## Stored data
....

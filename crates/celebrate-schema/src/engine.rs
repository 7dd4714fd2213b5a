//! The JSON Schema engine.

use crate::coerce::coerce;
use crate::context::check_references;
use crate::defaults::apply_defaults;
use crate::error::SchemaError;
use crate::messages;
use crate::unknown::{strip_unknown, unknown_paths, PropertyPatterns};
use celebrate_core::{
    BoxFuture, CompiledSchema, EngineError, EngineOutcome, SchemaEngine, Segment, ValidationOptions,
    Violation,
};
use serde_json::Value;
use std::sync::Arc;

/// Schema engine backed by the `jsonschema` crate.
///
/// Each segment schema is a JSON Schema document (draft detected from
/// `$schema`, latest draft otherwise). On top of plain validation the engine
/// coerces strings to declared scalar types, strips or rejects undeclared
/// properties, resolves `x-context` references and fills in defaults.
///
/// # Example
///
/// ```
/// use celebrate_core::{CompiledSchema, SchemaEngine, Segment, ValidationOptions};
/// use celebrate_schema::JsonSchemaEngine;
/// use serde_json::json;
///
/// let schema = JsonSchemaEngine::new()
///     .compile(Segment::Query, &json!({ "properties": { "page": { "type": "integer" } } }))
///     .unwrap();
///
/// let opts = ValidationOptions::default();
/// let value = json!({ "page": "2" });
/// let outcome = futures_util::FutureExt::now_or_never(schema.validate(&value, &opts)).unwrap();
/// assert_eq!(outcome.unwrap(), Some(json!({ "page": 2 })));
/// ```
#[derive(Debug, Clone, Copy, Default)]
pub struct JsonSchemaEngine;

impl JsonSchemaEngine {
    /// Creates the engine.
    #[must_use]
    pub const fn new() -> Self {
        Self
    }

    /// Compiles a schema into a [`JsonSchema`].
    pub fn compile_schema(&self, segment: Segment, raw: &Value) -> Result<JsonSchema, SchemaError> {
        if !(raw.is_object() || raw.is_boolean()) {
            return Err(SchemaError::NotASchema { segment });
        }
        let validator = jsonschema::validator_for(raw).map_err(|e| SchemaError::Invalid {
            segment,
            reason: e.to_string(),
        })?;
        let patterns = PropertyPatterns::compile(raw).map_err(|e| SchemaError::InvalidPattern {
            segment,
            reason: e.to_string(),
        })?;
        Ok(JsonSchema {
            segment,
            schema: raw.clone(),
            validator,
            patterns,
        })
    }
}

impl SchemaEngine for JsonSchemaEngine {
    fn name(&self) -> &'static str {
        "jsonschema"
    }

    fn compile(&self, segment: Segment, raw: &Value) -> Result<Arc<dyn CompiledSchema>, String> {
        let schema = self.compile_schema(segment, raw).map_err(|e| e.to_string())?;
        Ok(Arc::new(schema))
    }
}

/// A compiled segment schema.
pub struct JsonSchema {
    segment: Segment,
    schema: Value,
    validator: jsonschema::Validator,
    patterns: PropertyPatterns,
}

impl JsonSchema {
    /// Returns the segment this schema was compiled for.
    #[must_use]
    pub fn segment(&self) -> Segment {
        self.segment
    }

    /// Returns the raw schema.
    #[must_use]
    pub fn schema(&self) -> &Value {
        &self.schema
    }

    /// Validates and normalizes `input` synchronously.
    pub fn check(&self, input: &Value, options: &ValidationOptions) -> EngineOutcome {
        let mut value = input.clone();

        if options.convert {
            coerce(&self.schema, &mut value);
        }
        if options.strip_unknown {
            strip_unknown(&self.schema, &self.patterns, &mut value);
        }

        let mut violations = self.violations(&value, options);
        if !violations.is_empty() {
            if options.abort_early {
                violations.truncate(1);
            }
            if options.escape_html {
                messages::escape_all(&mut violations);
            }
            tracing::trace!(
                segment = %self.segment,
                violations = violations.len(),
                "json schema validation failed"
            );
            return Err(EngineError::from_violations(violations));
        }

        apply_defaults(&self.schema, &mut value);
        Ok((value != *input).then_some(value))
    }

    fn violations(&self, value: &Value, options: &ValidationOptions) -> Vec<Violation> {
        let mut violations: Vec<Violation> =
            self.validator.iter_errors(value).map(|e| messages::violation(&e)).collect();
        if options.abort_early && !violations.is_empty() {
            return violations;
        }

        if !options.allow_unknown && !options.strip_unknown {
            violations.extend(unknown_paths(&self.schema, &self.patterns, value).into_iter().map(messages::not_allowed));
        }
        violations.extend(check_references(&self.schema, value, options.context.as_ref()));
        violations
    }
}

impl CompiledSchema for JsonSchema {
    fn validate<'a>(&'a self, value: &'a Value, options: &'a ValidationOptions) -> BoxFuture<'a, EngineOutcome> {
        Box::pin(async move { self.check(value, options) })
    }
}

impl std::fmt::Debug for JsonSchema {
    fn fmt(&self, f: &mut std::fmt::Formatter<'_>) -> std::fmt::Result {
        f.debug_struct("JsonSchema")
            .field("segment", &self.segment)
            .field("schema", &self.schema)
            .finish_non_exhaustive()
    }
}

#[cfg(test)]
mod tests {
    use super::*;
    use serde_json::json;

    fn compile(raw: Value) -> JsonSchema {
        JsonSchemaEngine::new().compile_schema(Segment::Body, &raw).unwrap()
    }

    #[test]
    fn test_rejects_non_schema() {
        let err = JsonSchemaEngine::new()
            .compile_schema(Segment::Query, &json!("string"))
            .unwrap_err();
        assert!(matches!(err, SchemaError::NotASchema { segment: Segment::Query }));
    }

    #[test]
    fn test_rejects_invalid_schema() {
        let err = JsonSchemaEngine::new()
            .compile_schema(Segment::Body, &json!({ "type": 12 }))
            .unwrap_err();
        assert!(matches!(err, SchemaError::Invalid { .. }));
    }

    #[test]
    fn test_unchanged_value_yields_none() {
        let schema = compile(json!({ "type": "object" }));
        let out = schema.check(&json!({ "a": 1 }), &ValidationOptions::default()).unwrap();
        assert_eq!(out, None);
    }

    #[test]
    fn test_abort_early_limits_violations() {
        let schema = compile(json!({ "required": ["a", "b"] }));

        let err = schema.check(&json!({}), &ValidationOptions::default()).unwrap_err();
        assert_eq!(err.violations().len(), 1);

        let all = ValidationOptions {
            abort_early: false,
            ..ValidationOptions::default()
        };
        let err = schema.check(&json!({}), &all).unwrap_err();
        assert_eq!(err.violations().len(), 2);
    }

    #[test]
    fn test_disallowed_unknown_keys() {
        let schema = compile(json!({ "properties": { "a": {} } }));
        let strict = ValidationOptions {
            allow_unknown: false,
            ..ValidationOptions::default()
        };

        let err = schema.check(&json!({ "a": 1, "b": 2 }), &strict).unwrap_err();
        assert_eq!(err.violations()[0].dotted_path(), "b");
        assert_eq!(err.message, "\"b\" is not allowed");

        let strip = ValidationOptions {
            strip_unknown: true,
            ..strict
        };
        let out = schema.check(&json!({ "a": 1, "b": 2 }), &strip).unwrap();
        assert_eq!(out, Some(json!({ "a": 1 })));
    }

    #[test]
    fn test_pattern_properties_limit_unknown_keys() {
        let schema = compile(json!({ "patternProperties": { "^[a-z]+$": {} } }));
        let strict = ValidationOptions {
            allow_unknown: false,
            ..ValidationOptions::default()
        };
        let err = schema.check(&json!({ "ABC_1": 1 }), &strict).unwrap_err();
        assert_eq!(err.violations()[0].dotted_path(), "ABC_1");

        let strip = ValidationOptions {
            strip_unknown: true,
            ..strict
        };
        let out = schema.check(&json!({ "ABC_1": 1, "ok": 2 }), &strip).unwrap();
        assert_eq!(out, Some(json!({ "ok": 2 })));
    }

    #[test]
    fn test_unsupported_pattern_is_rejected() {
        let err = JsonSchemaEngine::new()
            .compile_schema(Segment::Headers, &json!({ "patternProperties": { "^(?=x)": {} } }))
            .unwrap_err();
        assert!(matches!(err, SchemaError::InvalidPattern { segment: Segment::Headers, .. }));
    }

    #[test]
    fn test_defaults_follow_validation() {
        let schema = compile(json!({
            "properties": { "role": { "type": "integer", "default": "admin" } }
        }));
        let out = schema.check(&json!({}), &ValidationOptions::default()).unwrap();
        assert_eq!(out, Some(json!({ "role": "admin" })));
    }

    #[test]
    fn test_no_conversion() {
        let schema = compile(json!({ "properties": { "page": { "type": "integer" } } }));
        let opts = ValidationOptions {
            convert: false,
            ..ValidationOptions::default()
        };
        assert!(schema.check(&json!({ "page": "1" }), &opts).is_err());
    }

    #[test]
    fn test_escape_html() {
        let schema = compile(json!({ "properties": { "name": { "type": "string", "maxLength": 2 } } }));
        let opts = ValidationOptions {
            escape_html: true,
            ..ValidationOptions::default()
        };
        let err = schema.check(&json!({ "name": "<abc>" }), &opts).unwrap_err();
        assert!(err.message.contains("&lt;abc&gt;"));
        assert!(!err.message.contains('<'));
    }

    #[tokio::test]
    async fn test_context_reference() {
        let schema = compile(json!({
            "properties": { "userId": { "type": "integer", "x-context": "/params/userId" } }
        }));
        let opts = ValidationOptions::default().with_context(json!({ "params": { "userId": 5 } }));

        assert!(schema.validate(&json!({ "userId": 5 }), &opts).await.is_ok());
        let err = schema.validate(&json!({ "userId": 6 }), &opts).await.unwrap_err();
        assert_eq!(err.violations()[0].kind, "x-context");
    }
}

....

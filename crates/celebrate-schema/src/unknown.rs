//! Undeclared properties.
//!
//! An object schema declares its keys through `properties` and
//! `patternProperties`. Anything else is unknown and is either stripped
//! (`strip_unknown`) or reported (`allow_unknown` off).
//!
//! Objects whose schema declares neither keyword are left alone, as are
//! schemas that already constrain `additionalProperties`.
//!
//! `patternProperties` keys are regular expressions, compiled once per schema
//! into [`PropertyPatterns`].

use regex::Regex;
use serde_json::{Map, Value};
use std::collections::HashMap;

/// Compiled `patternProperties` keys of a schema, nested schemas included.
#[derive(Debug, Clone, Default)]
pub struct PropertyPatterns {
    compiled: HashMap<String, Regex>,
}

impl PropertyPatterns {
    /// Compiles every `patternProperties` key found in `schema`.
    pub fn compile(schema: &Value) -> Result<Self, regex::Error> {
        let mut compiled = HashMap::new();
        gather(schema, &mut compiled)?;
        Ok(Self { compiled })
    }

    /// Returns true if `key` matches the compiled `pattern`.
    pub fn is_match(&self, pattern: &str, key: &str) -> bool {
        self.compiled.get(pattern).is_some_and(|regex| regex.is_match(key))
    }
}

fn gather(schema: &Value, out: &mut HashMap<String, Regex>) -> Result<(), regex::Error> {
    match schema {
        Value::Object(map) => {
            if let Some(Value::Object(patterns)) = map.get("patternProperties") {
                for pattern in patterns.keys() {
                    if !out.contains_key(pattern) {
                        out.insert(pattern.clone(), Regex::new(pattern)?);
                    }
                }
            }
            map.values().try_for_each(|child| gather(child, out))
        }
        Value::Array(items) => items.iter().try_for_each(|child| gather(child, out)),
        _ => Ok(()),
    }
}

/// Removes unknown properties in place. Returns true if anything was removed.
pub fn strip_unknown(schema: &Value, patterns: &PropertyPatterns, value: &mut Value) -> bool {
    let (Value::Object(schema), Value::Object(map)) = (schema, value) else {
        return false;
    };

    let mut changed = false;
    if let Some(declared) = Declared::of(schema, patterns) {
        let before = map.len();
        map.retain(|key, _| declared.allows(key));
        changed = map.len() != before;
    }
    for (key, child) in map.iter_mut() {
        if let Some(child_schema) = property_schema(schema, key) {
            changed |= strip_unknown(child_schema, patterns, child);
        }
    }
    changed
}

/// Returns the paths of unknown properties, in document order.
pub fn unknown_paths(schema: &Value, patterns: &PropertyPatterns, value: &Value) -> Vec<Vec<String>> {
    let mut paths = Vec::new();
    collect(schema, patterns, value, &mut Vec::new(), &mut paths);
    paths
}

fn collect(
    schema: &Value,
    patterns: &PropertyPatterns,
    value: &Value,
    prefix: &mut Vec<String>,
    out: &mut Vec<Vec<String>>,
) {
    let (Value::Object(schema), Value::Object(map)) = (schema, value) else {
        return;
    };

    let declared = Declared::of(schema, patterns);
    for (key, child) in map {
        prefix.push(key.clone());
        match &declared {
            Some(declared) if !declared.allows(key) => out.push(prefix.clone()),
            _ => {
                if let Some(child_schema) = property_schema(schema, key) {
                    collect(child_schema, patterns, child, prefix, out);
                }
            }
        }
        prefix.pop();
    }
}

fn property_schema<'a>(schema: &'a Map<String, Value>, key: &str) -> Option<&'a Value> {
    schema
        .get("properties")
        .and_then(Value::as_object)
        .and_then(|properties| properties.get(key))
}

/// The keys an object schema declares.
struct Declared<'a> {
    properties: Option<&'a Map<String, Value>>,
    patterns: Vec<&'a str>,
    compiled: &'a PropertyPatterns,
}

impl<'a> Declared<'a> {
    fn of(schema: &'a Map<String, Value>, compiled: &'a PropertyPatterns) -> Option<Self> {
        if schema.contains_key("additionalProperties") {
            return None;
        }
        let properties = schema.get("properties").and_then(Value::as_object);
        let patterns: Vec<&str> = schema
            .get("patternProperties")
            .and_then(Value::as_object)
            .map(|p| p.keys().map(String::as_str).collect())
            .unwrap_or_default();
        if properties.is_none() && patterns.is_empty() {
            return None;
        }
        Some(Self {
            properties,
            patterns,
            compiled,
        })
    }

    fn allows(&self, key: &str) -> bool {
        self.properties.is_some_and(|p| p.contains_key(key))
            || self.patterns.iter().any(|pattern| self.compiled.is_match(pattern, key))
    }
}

....

## What is required
Return a copy of each line in the entries that contains "input".

## Answer below
    /// Validates and normalizes `input` synchronously.
    pub fn check(&self, input: &Value, options: &ValidationOptions) -> EngineOutcome {
        let mut value = input.clone();
        Ok((value != *input).then_some(value))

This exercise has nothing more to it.